Heiko Mell 02.01.2016, 11:10 Uhr

Es gibt den Dipl.-Ing. (FH) noch!

Ihre Beiträge lese ich seit vielen Jahren aufmerksam. Schon mehrfach konnte ich von Ihren Ratschlägen profitieren. Sie haben mir geholfen, meine berufliche Entwicklung nach erfolgreichen Arbeitsverhältnissen bei führenden deutschen Industrieunternehmen bis zur Position des Studiendekans einer der erfolgreichsten elektrotechnischen Fakultäten an deutschen Fachhochschulen voranzutreiben.
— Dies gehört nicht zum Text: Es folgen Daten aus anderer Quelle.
//! In-process simulated transport.
//!
//! Two endpoints share a room; publishing on one side surfaces as a
//! presence event on the other. Used by the integration tests and the
//! runnable examples to exercise the full two-participant lifecycle
//! without a real media stack.

use std::sync::Arc;

use async_trait::async_trait;
use tokio::sync::{mpsc, Mutex};
use tracing::debug;

use crate::adapters::transport::{MediaTransport, TransportCredentials};
use crate::errors::{Result, SessionError};
use crate::events::TransportEvent;

struct EndpointState {
    joined: bool,
    published: bool,
    tx: mpsc::UnboundedSender<TransportEvent>,
    leave_calls: u32,
    /// One-shot injected failure for the next join call.
    join_error: Option<String>,
}

struct RoomState {
    sides: [EndpointState; 2],
}

/// A simulated media channel shared by two endpoints.
pub struct SimulatedRoom;

impl SimulatedRoom {
    /// Create the two linked endpoints of a fresh room.
    pub fn pair() -> (SimulatedTransport, SimulatedTransport) {
        let (tx_a, rx_a) = mpsc::unbounded_channel();
        let (tx_b, rx_b) = mpsc::unbounded_channel();
        let state = Arc::new(Mutex::new(RoomState {
            sides: [
                EndpointState {
                    joined: false,
                    published: false,
                    tx: tx_a,
                    leave_calls: 0,
                    join_error: None,
                },
                EndpointState {
                    joined: false,
                    published: false,
                    tx: tx_b,
                    leave_calls: 0,
                    join_error: None,
                },
            ],
        }));
        (
            SimulatedTransport {
                state: state.clone(),
                side: 0,
                events: Mutex::new(Some(rx_a)),
            },
            SimulatedTransport {
                state,
                side: 1,
                events: Mutex::new(Some(rx_b)),
            },
        )
    }
}

/// One endpoint of a [`SimulatedRoom`].
pub struct SimulatedTransport {
    state: Arc<Mutex<RoomState>>,
    side: usize,
    events: Mutex<Option<mpsc::UnboundedReceiver<TransportEvent>>>,
}

impl SimulatedTransport {
    fn other(side: usize) -> usize {
        1 - side
    }

    /// How many times `leave` was called on this endpoint. The engine
    /// guarantees exactly one.
    pub async fn leave_calls(&self) -> u32 {
        self.state.lock().await.sides[self.side].leave_calls
    }

    /// Make the next `join` call fail with a transport error.
    pub async fn inject_join_error(&self, message: impl Into<String>) {
        self.state.lock().await.sides[self.side].join_error = Some(message.into());
    }
}

#[async_trait]
impl MediaTransport for SimulatedTransport {
    async fn join(&self, credentials: &TransportCredentials) -> Result<()> {
        let mut state = self.state.lock().await;
        if let Some(message) = state.sides[self.side].join_error.take() {
            return Err(SessionError::transport(message));
        }
        if credentials.token.is_empty() || credentials.is_expired() {
            return Err(SessionError::transport("rejected credentials"));
        }

        state.sides[self.side].joined = true;
        debug!("sim transport side {} joined {}", self.side, credentials.channel);

        // Learn about a counterpart that was already publishing.
        let other = Self::other(self.side);
        if state.sides[other].joined && state.sides[other].published {
            let _ = state.sides[self.side].tx.send(TransportEvent::PeerMediaPublished);
        }
        Ok(())
    }

    async fn publish(&self) -> Result<()> {
        let mut state = self.state.lock().await;
        if !state.sides[self.side].joined {
            return Err(SessionError::transport("publish before join"));
        }
        if state.sides[self.side].published {
            return Ok(());
        }
        state.sides[self.side].published = true;

        let other = Self::other(self.side);
        if state.sides[other].joined {
            let _ = state.sides[other].tx.send(TransportEvent::PeerMediaPublished);
        }
        Ok(())
    }

    async fn unpublish(&self) -> Result<()> {
        let mut state = self.state.lock().await;
        if !state.sides[self.side].published {
            return Ok(());
        }
        state.sides[self.side].published = false;

        let other = Self::other(self.side);
        if state.sides[other].joined {
            let _ = state.sides[other].tx.send(TransportEvent::PeerMediaUnpublished);
        }
        Ok(())
    }

    async fn leave(&self) -> Result<()> {
        let mut state = self.state.lock().await;
        state.sides[self.side].leave_calls += 1;
        if !state.sides[self.side].joined {
            return Ok(());
        }
        state.sides[self.side].joined = false;
        let was_published = state.sides[self.side].published;
        state.sides[self.side].published = false;

        let other = Self::other(self.side);
        if state.sides[other].joined {
            if was_published {
                let _ = state.sides[other].tx.send(TransportEvent::PeerMediaUnpublished);
            }
            let _ = state.sides[other].tx.send(TransportEvent::PeerLeft);
        }
        debug!("sim transport side {} left", self.side);
        Ok(())
    }

    async fn take_events(&self) -> Option<mpsc::UnboundedReceiver<TransportEvent>> {
        self.events.lock().await.take()
    }
}
//! Metered real-time consultation sessions.
//!
//! This crate drives one participant's side of a paid consultation from
//! join to settlement: it debounces raw transport presence into a trusted
//! `established` signal, meters billable time in whole units against the
//! billing ledger, guards against counterpart no-shows, and funnels every
//! exit path through a single idempotent finalization step.
//!
//! The [`SessionController`] is the entry point. It composes the pure
//! tick-driven state machines in [`engine`] with three injected
//! collaborators: a [`SessionLedger`](counsel_ledger_core::SessionLedger)
//! for persistence and billing, a [`MediaTransport`](adapters::MediaTransport)
//! for the real-time channel, and a [`TokenIssuer`](adapters::TokenIssuer)
//! for join credentials.
//!
//! ```no_run
//! use std::sync::Arc;
//! use counsel_ledger_core::{InMemoryLedger, Modality, SessionLedger, UserId};
//! use counsel_session_core::adapters::{SimulatedRoom, StaticTokenIssuer};
//! use counsel_session_core::{Role, SessionConfig, SessionController};
//!
//! # async fn demo() -> anyhow::Result<()> {
//! let ledger = Arc::new(InMemoryLedger::new());
//! let client = UserId::new("client-1");
//! let provider = UserId::new("provider-1");
//! ledger.deposit(&client, 100).await;
//! let record = ledger
//!     .create_session(&client, &provider, Modality::Video)
//!     .await?;
//!
//! let (client_room, _provider_room) = SimulatedRoom::pair();
//! let controller = SessionController::new(
//!     SessionConfig::default(),
//!     Role::Client,
//!     record,
//!     ledger,
//!     Arc::new(client_room),
//!     Arc::new(StaticTokenIssuer::default()),
//! );
//! let summary = controller.run().await?;
//! println!("session ended: {} credits", summary.total_credits);
//! # Ok(())
//! # }
//! ```

pub mod adapters;
pub mod config;
pub mod controller;
pub mod engine;
pub mod errors;
pub mod events;
pub mod types;

pub use config::SessionConfig;
pub use controller::{SessionController, SessionHandle};
pub use errors::{Result, SessionError};
pub use events::{SessionSummary, UiEvent};
pub use types::Role;
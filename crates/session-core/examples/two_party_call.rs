//! Two participants run a short metered consultation over the simulated
//! room, then both print the identical settled summary.
//!
//! ```bash
//! cargo run -p counsel-session-core --example two_party_call
//! ```

use std::sync::Arc;
use std::time::Duration;

use anyhow::Result;
use counsel_infra_common::logging::LoggingConfig;
use counsel_ledger_core::{InMemoryLedger, Modality, SessionLedger, UserId};
use counsel_session_core::adapters::{SimulatedRoom, StaticTokenIssuer};
use counsel_session_core::{Role, SessionConfig, SessionController, UiEvent};

#[tokio::main]
async fn main() -> Result<()> {
    counsel_infra_common::logging::init_logging(&LoggingConfig::default())?;

    let ledger = Arc::new(InMemoryLedger::new());
    let client = UserId::new("alice");
    let provider = UserId::new("dr-bob");
    ledger.deposit(&client, 50).await;
    let record = ledger
        .create_session(&client, &provider, Modality::Video)
        .await?;
    println!("created {} ({} consulting {})", record.id, client, provider);

    // Short windows so the demo finishes in seconds: 2s debounce, 5s units
    // at 3 credits, a 2-credit connection fee.
    let config = SessionConfig::default()
        .with_debounce_window(Duration::from_secs(2))
        .with_billing_unit(Duration::from_secs(5))
        .with_unit_cost(3)
        .with_initial_fee(2)
        .with_low_balance_threshold(45);

    let (client_room, provider_room) = SimulatedRoom::pair();
    let issuer = Arc::new(StaticTokenIssuer::default());

    let mut client_side = SessionController::new(
        config.clone(),
        Role::Client,
        record.clone(),
        ledger.clone(),
        Arc::new(client_room),
        issuer.clone(),
    );
    let provider_side = SessionController::new(
        config,
        Role::Provider,
        record.clone(),
        ledger.clone(),
        Arc::new(provider_room),
        issuer,
    );

    let mut ui = client_side
        .take_ui_events()
        .ok_or_else(|| anyhow::anyhow!("ui events already taken"))?;
    tokio::spawn(async move {
        while let Some(event) = ui.recv().await {
            match event {
                UiEvent::Established => println!("[client] connected, billing started"),
                UiEvent::Tick { elapsed_seconds } => {
                    if elapsed_seconds % 5 == 0 {
                        println!("[client] {elapsed_seconds}s on the clock");
                    }
                }
                UiEvent::LowBalanceWarning { balance } => {
                    println!("[client] low balance: {balance} credits left");
                }
                UiEvent::Terminal(summary) => {
                    println!("[client] session over: {:?}", summary.end_reason);
                }
            }
        }
    });

    let handle = client_side.handle();
    let client_task = tokio::spawn(client_side.run());
    let provider_task = tokio::spawn(provider_side.run());

    // Let a couple of units complete, then the client hangs up.
    tokio::time::sleep(Duration::from_millis(13_500)).await;
    handle.hangup();

    let client_summary = client_task.await??;
    let provider_summary = provider_task.await??;
    assert_eq!(client_summary, provider_summary);

    println!(
        "settled: {} after {}s, {} credits to the provider",
        client_summary.status, client_summary.duration_seconds, client_summary.total_credits
    );
    println!(
        "balances: {} has {}, {} has {}",
        client,
        ledger.balance(&client).await?,
        provider,
        ledger.balance(&provider).await?
    );
    Ok(())
}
Gemäß Ranking der Wirtschaftswoche von 2014 befindet sich „meine“ Fakultät Elektrotechnik der Hochschule für Technik und Wirtschaft Dresden unter den Top 10.

In Frage 2745 wurde auch das Bachelor-Master-„System“ angesprochen. Sie äußerten sich dazu wie folgt:„Fachleute sagen resignierend: ‚Der Einführungsprozess ist so weit fortgeschritten, wir werden wohl damit leben müssen.‘ … Der Master an der Uni ist eine Säule des Systems. … Die andere Extremseite ist der Bachelor (FH), der etwas unter dem alten Dipl.-Ing. (FH) rangieren dürfte und mit dem viele Betriebe in der Praxis nicht ganz zufrieden sind (‚Die können weniger als die FH-Dipl.-Ing. konnten‘). Aber die Unternehmen werden sich – teils zähneknirschend – darauf einstellen, schon weil es praktisch keine Alternativen mehr gibt.“

Der letzte Satz des Zitats veranlasst mich nun zu dem Ausruf: „Doch – es gibt sie!“

In Deutschland ist Bildung „Ländersache“, also gibt es 16 (!) Hochschulgesetze und entsprechende Schwierigkeiten, hier den Überblick zu behalten.In Sachsen lässt das Hochschulgesetz zu, dass an Hochschulen – also auch an Fachhochschulen – nach wie vor der akademische Grad „Dipl.-Ing. (FH)“ vergeben wird. Daher darf hier auch in entsprechenden Diplomstudiengängen ausgebildet werden.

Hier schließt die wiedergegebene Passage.